* _EXERCISE AIM_
An exact copy of all the data is required.

>>>

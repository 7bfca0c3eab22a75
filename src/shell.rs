use std::io::Write;

use crate::builtins::{self, BuiltinAction};
use crate::executor;
use crate::job_control::ProcessControl;
use crate::jobs::SharedJobs;
use crate::parser::{self, ParsedCommand};

/// What the read loop should do after a command.
#[derive(Debug, PartialEq)]
pub(crate) enum Flow {
    Continue,
    Exit(i32),
}

/// The command dispatcher: routes each parsed command to a builtin or to
/// the external launch path, all sharing one job registry.
pub(crate) struct Shell<P> {
    jobs: SharedJobs,
    control: P,
}

impl<P: ProcessControl> Shell<P> {
    pub(crate) fn new(jobs: SharedJobs, control: P) -> Self {
        Self { jobs, control }
    }

    /// Parse and run one input line.
    pub(crate) fn run_line(&self, line: &str, stdout: &mut dyn Write, stderr: &mut dyn Write) -> Flow {
        match parser::parse(line) {
            Ok(Some(cmd)) => self.dispatch(&cmd, stdout, stderr),
            Ok(None) => Flow::Continue,
            Err(e) => {
                let _ = writeln!(stderr, "jcsh: {e}");
                Flow::Continue
            }
        }
    }

    pub(crate) fn dispatch(
        &self,
        cmd: &ParsedCommand,
        stdout: &mut dyn Write,
        stderr: &mut dyn Write,
    ) -> Flow {
        let program = cmd.program();
        if !builtins::is_builtin(program) {
            executor::launch(cmd, &self.jobs, &self.control, stdout, stderr);
            return Flow::Continue;
        }

        match builtins::execute(
            program,
            &cmd.args[1..],
            &self.jobs,
            &self.control,
            stdout,
            stderr,
        ) {
            BuiltinAction::Continue => Flow::Continue,
            BuiltinAction::Exit(code) => Flow::Exit(code),
        }
    }
}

<<<

* _RESULT FOR THIS EXERCISE_
repository 7bfca0c3eab22a75
filename src/shell.rs
use std::io::Write;

use crate::builtins::{self, BuiltinAction};
use crate::executor;
use crate::job_control::ProcessControl;
use crate::jobs::SharedJobs;
use crate::parser::{self, ParsedCommand};

/// What the read loop should do after a command.
#[derive(Debug, PartialEq)]
pub(crate) enum Flow {
    Continue,
    Exit(i32),
}

/// The command dispatcher: routes each parsed command to a builtin or to
/// the external launch path, all sharing one job registry.
pub(crate) struct Shell<P> {
    jobs: SharedJobs,
    control: P,
}

impl<P: ProcessControl> Shell<P> {
    pub(crate) fn new(jobs: SharedJobs, control: P) -> Self {
        Self { jobs, control }
    }

    /// Parse and run one input line.
    pub(crate) fn run_line(&self, line: &str, stdout: &mut dyn Write, stderr: &mut dyn Write) -> Flow {
        match parser::parse(line) {
            Ok(Some(cmd)) => self.dispatch(&cmd, stdout, stderr),
            Ok(None) => Flow::Continue,
            Err(e) => {
                let _ = writeln!(stderr, "jcsh: {e}");
                Flow::Continue
            }
        }
    }

    pub(crate) fn dispatch(
        &self,
        cmd: &ParsedCommand,
        stdout: &mut dyn Write,
        stderr: &mut dyn Write,
    ) -> Flow {
        let program = cmd.program();
        if !builtins::is_builtin(program) {
            executor::launch(cmd, &self.jobs, &self.control, stdout, stderr);
            return Flow::Continue;
        }

        match builtins::execute(
            program,
            &cmd.args[1..],
            &self.jobs,
            &self.control,
            stdout,
            stderr,
        ) {
            BuiltinAction::Continue => Flow::Continue,
            BuiltinAction::Exit(code) => Flow::Exit(code),
        }
    }
}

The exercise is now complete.